Kitap 735 sayfaydı ve puntosu küçüktü ama bu bile az geldi diyebilirim. Devamını okumak için sabırsızlanıyorum.
Kvothe bir handa(Yoltaşı hanı) hancılık yapmaktadır. Bir gün birisi yoltaşı hanına ölü scrael(örümcek, iblis) getirir. Bu yaratıkların tek dolaşmadıklarını bilen Kvothe gece yaratıkları avlamak için dışarıda kamp kurmuşken, Tarihçi ile karşılaşır ve olaylar başlar. Tarihçi ülke ülke gezip hikayeler kaydetmektedir. Dillere destan olmuş ve hakkında bir sürü hikayeler yazılmış Kvothe'nin de hikayesinin yazmak ister. Kvothe kabul eder ama bu hikayeyi 3 günde anlatacaktır. Bu kitap hikaye anlatımının birinci gününden oluşuyor.

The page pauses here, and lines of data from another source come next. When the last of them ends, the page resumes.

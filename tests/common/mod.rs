//! Shared utilities for integration testing.

#![allow(dead_code)]

use axum::{extract::State, routing::get, Router};
use std::sync::atomic::{AtomicUsize, Ordering};
use std::sync::Arc;
use std::time::Duration;
use tokio::net::TcpListener;

use svckit::config::{AdmissionConfig, ServiceConfig};
use svckit::http::HttpService;

/// Tracks how many handlers run at once.
#[derive(Default)]
pub struct Peak {
    current: AtomicUsize,
    max: AtomicUsize,
    served: AtomicUsize,
}

impl Peak {
    pub fn max(&self) -> usize {
        self.max.load(Ordering::SeqCst)
    }

    pub fn served(&self) -> usize {
        self.served.load(Ordering::SeqCst)
    }

    async fn run(&self, delay: Duration) {
        let now = self.current.fetch_add(1, Ordering::SeqCst) + 1;
        self.max.fetch_max(now, Ordering::SeqCst);
        tokio::time::sleep(delay).await;
        self.current.fetch_sub(1, Ordering::SeqCst);
        self.served.fetch_add(1, Ordering::SeqCst);
    }
}

/// `/slow` sleeps for `delay` while counted by `peak`; `/fast` answers at once.
pub fn slow_router(delay: Duration, peak: Arc<Peak>) -> Router {
    Router::new()
        .route(
            "/slow",
            get(move |State(peak): State<Arc<Peak>>| async move {
                peak.run(delay).await;
                "slow"
            }),
        )
        .route("/fast", get(|| async { "fast" }))
        .with_state(peak)
}

pub fn service_config(capacity: usize, hesitation_ms: u64) -> ServiceConfig {
    ServiceConfig {
        admission: AdmissionConfig {
            capacity,
            hesitation_ms,
        },
        ..ServiceConfig::default()
    }
}

/// Start `router` on an ephemeral local port.
pub async fn start_service(router: Router, config: &ServiceConfig) -> HttpService {
    let listener = TcpListener::bind("127.0.0.1:0").await.unwrap();
    let service = HttpService::new(listener, router, config).unwrap();
    assert!(service.start());
    service
}

pub fn url(service: &HttpService, path: &str) -> String {
    format!("http://{}{}", service.local_addr(), path)
}

/// Poll `cond` until it holds or a second passes.
pub async fn eventually(mut cond: impl FnMut() -> bool) {
    tokio::time::timeout(Duration::from_secs(1), async {
        while !cond() {
            tokio::time::sleep(Duration::from_millis(2)).await;
        }
    })
    .await
    .expect("condition not reached in time");
}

Yazarın hakkında biraz araştırma yaptım. Çocukluğunda yaşadığı yerde televizyon olmadığı için tüm çocukluğunu kitap okuyarak geçirmiş ve hala evinde televizyon bulundurmuyormuş ki bu kitabına kesinlikle yansımış. Böyle bir hayal gücü, fantastik bir eser olmasına rağmen edebi yanını kaybetmeyen bir kitap zor bulunur. Ayrıca çeviriyi de es geçmiyorum o da mükemmeldi.
Kitabın ilk 90 sayfasında biraz kafa karışıklığı yaşadım ama 90 sayfadan sonra(yani Kvothe'nin çocukluğundan başlayıp kendi hikayesini anlatmaya başladığı yerde) tüm karışklık kayboldu. Eğer benim gibi anlamakta zorlanırsanız sadece biraz sabredin.
Betimlemeleri de güzeldi. Kitabı okurken film izliyormuşum gibi hissettim. Yer yer güldüm, yer yer gözlerim doldu. Kitapta olumsuz, sevmediğim bir yer aradım ama bulamadım.